The Noyce Scholarship seeks get more people into the STEM education field in high needs school districts (mostly urban and rural). I was fortunate enough to be one of the recipients of this scholarship. So I was at a conference for all Noyce Scholars. I have a lot of notes from the conference, and I’ll communicate more of my thoughts on it later, but one thing that I took away was from a session on the last day that made me feel a little better about how that lesson I wrote about in my last post went.

I mean, I was already feeling better just because of how well classes have gone since then, but it was still a frustrating (but enlightening) experience. In the main session on the last day, Jeff Marshall from Clemson University spoke about EQUIP and inquiry in the classroom. EQUIP stands for Electronic Quality of Inquiry Protocol which I don’t think is exactly the most relevant or descriptive acronym, but Dr. Marshall gave us a great rubric with four levels of four different areas of inquiry: Instruction, Discourse, Assessment, and Curriculum. The whole talk was great, but what made me feel better about the lesson I gave (which was inquiry based) was this:

“If students have only seen Level 1 [of inquiry lessons defined by EQUIP] then they won’t know what do do with 3 or 4.”

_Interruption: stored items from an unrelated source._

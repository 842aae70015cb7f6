//! # Regularized Squared-Error Objective
//!
//! ```text
//! L(θ) = ½ Σ_events (score(event; θ) − y)²  +  ½ λ Σ_{θ ≠ mu} θ²
//! ```
//!
//! `score` is the bias-plus-pairwise-factor model from [`crate::layout`], evaluated
//! directly on the flat parameter vector. Differentiating one event's squared residual
//! `r = score − y` gives
//!
//! - `∂/∂mu = r`
//! - `∂/∂bias[t][i_t] = r`
//! - `∂/∂factor[t][i_t] = r · Σ_{u ≠ t} factor[u][i_u]`
//!
//! and the penalty adds `λ θ` to every coordinate except `mu`.

use crate::layout::ParameterLayout;
use ndarray::{Array1, ArrayView1, ArrayView2, s};
use thiserror::Error;

#[derive(Error, Debug, Clone, PartialEq, Eq)]
pub enum ObjectiveError {
    #[error("Events have {found} columns, but the parameter layout has {expected} object types.")]
    EventArity { expected: usize, found: usize },

    #[error("Received {events} events but {scores} scores.")]
    ScoreCount { events: usize, scores: usize },

    #[error("Event {index} uses object {iid} of type {otype}, which has only {n_objects} parameter rows.")]
    ObjectOutOfRange {
        index: usize,
        otype: usize,
        iid: usize,
        n_objects: usize,
    },
}

/// Loss and analytic gradient over a fixed set of training events.
pub struct Objective<'a> {
    events: ArrayView2<'a, usize>,
    scores: ArrayView1<'a, f64>,
    layout: &'a ParameterLayout,
    penalty: f64,
}

impl<'a> Objective<'a> {
    /// `events` has one column per object type; `penalty` is the effective `λ`.
    ///
    /// Every event index must address a parameter row of `layout`; evaluation relies
    /// on that and does no further bounds checks.
    pub fn new(
        events: ArrayView2<'a, usize>,
        scores: ArrayView1<'a, f64>,
        layout: &'a ParameterLayout,
        penalty: f64,
    ) -> Result<Self, ObjectiveError> {
        if events.ncols() != layout.n_otypes() {
            return Err(ObjectiveError::EventArity {
                expected: layout.n_otypes(),
                found: events.ncols(),
            });
        }
        if events.nrows() != scores.len() {
            return Err(ObjectiveError::ScoreCount {
                events: events.nrows(),
                scores: scores.len(),
            });
        }
        for (index, event) in events.rows().into_iter().enumerate() {
            for (otype, (&iid, &n_objects)) in event.iter().zip(layout.n_objects()).enumerate() {
                if iid >= n_objects {
                    return Err(ObjectiveError::ObjectOutOfRange {
                        index,
                        otype,
                        iid,
                        n_objects,
                    });
                }
            }
        }
        Ok(Self {
            events,
            scores,
            layout,
            penalty,
        })
    }

    pub fn n_parameters(&self) -> usize {
        self.layout.len()
    }

    pub fn cost(&self, theta: &Array1<f64>) -> f64 {
        self.evaluate(theta, None)
    }

    pub fn gradient(&self, theta: &Array1<f64>) -> Array1<f64> {
        self.cost_and_grad(theta).1
    }

    pub fn cost_and_grad(&self, theta: &Array1<f64>) -> (f64, Array1<f64>) {
        let mut grad = Array1::zeros(theta.len());
        let cost = self.evaluate(theta, Some(&mut grad));
        (cost, grad)
    }

    /// Unpenalized `½ Σ r²` at `theta`.
    pub fn squared_error(&self, theta: &Array1<f64>) -> f64 {
        self.events
            .rows()
            .into_iter()
            .zip(self.scores.iter())
            .map(|(event, &y)| {
                let r = self.score_event(theta, event) - y;
                0.5 * r * r
            })
            .sum()
    }

    fn score_event(&self, theta: &Array1<f64>, event: ArrayView1<usize>) -> f64 {
        let layout = self.layout;
        let mut score = theta[0];
        for (otype, &iid) in event.iter().enumerate() {
            score += theta[layout.bias_index(otype, iid)];
        }
        for s_type in 0..event.len() {
            let p = theta.slice(s![layout.factor_row_range(s_type, event[s_type])]);
            for u_type in s_type + 1..event.len() {
                let q = theta.slice(s![layout.factor_row_range(u_type, event[u_type])]);
                score += p.dot(&q);
            }
        }
        score
    }

    fn evaluate(&self, theta: &Array1<f64>, mut grad: Option<&mut Array1<f64>>) -> f64 {
        let layout = self.layout;
        let mut loss = 0.0;

        for (event, &y) in self.events.rows().into_iter().zip(self.scores.iter()) {
            let r = self.score_event(theta, event) - y;
            loss += 0.5 * r * r;

            if let Some(grad) = grad.as_deref_mut() {
                grad[0] += r;
                for (t_type, &iid) in event.iter().enumerate() {
                    grad[layout.bias_index(t_type, iid)] += r;
                    let row = layout.factor_row_range(t_type, iid);
                    for (u_type, &jid) in event.iter().enumerate() {
                        if u_type == t_type {
                            continue;
                        }
                        let other = theta.slice(s![layout.factor_row_range(u_type, jid)]);
                        grad.slice_mut(s![row.clone()]).scaled_add(r, &other);
                    }
                }
            }
        }

        if self.penalty > 0.0 {
            let penalized = theta.slice(s![1..]);
            loss += 0.5 * self.penalty * penalized.dot(&penalized);
            if let Some(grad) = grad {
                grad.slice_mut(s![1..]).scaled_add(self.penalty, &penalized);
            }
        }

        loss
    }
}
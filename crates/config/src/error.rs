use std::{io, path::PathBuf};

use thiserror::Error;

/// Errors raised while loading property sources.
///
/// Only missing or unreadable sources surface here. Duplicate loads, unknown
/// directive schemes, unresolved placeholders and unparseable numbers are
/// absorbed by the loader.
#[derive(Debug, Error)]
pub enum ConfigError {
    /// A property file could not be opened or read.
    #[error("failed to load properties from {}: {source}", path.display())]
    Read {
        path: PathBuf,
        #[source]
        source: io::Error,
    },

    /// A resource was not found under any resource root.
    #[error("failed to load properties from resource: {path}")]
    ResourceNotFound { path: String },

    /// A resource exists but could not be read.
    #[error("failed to read resource {path}: {source}")]
    ResourceRead {
        path: String,
        #[source]
        source: io::Error,
    },

    /// A generic byte stream failed while being read.
    #[error("failed to load properties from the input stream: {0}")]
    Stream(#[source] io::Error),

    /// Property text is malformed.
    #[error("malformed properties at line {line}: {message}")]
    Parse { line: usize, message: String },

    /// A source named by an `AdditionalPropertyFile.*` directive failed to load.
    #[error("failed to load additional properties from {directive}")]
    Include {
        directive: String,
        #[source]
        source: Box<ConfigError>,
    },
}

impl ConfigError {
    /// Whether this error, or the include chain beneath it, is a missing source.
    pub fn is_not_found(&self) -> bool {
        match self {
            Self::Read { source, .. } => source.kind() == io::ErrorKind::NotFound,
            Self::ResourceNotFound { .. } => true,
            Self::Include { source, .. } => source.is_not_found(),
            _ => false,
        }
    }
}

pub type Result<T, E = ConfigError> = std::result::Result<T, E>;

I don’t know if my inquiry lesson was so good to say it was a 4, but looking at the rubric, I would say it was a high 2 or a low 3. Part of the reason I flopped so badly the first time was that my students weren’t used to the kind of lesson I gave them. There were still a lot of classroom management problems that bell that are all on me, but it makes sense that I cannot expect my students to suddenly know what I want them do.

I’ll write more on the conference later. There was some good and some not so good there, but overall I feel I benefited from my first professional development conference. Hopefully I can find a time to write it when I don’t feel so rushed, because lately I have felt that I haven’t taken enough time to really craft my blog posts and communicate clearly and effectively. I just kinda spit everything out at once.